## What is needed
Where a line of the following data contains the string "entry", include it in the tally. Report the total alone.

Saved data entries
╭──
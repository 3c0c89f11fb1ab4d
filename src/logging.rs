use anyhow::Result;
use std::path::{Path, PathBuf};
use std::sync::OnceLock;
use std::time::{Duration, SystemTime};
use tracing_appender::non_blocking::WorkerGuard;
use tracing_subscriber::{layer::SubscriberExt, util::SubscriberInitExt, EnvFilter, Layer};

static LOG_GUARD: OnceLock<WorkerGuard> = OnceLock::new();

const RETENTION_DAYS: u64 = 30;
const LOG_FILE_PREFIX: &str = "deploy-tracker";

pub struct LoggingSettings<'a> {
    pub level: Option<&'a str>,
    pub directory: Option<&'a str>,
    pub retention_days: Option<u64>,
    /// Keep stderr clean while progress is being rendered.
    pub suppress_stderr: bool,
}

pub fn setup_tracing_with_settings(settings: LoggingSettings<'_>) -> Result<PathBuf> {
    let log_dir = resolve_log_dir(settings.directory)?;
    let retention_days = settings.retention_days.unwrap_or(RETENTION_DAYS);
    let _ = cleanup_old_logs(&log_dir, retention_days);

    let file_appender = tracing_appender::rolling::daily(&log_dir, LOG_FILE_PREFIX);
    let (non_blocking, guard) = tracing_appender::non_blocking(file_appender);
    let _ = LOG_GUARD.set(guard);

    let stderr_layer = (!settings.suppress_stderr).then(|| {
        tracing_subscriber::fmt::layer()
            .with_writer(std::io::stderr)
            .with_target(false)
            .with_thread_ids(false)
            .with_thread_names(false)
            .with_level(true)
            .compact()
            .boxed()
    });

    let file_layer = tracing_subscriber::fmt::layer()
        .with_writer(non_blocking)
        .with_ansi(false)
        .with_target(false)
        .with_thread_ids(false)
        .with_thread_names(false)
        .with_file(true)
        .with_line_number(true)
        .with_level(true)
        .compact();

    let filter = if let Some(level) = settings.level {
        default_filter(level)
    } else {
        EnvFilter::try_from_default_env().unwrap_or_else(|_| default_filter("info"))
    };

    let _ = tracing_subscriber::registry()
        .with(filter)
        .with(stderr_layer)
        .with(file_layer)
        .try_init();

    Ok(log_dir)
}

fn default_filter(level: &str) -> EnvFilter {
    EnvFilter::new(format!(
        "deploy_tracker={level},deployctl={level},reqwest=warn,hyper=warn,hyper_util=warn"
    ))
}

fn resolve_log_dir(configured: Option<&str>) -> Result<PathBuf> {
    let dir = match configured {
        Some(path) => crate::paths::expand_tilde(path),
        None => crate::paths::logs_dir(),
    };
    std::fs::create_dir_all(&dir)?;
    Ok(dir)
}

fn cleanup_old_logs(log_dir: &Path, retention_days: u64) -> Result<()> {
    let now = SystemTime::now();
    let max_age = Duration::from_secs(60 * 60 * 24 * retention_days);
    for entry in std::fs::read_dir(log_dir)? {
        let entry = match entry {
            Ok(v) => v,
            Err(_) => continue,
        };
        let path = entry.path();
        if !path.is_file() {
            continue;
        }
        let file_name = match path.file_name().and_then(|n| n.to_str()) {
            Some(v) => v,
            None => continue,
        };
        if !file_name.starts_with(LOG_FILE_PREFIX) {
            continue;
        }
        let modified = match entry.metadata().and_then(|m| m.modified()) {
            Ok(v) => v,
            Err(_) => continue,
        };
        let age = match now.duration_since(modified) {
            Ok(v) => v,
            Err(_) => continue,
        };
        if age > max_age {
            let _ = std::fs::remove_file(path);
        }
    }
    Ok(())
}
╰──
## Exercise output
4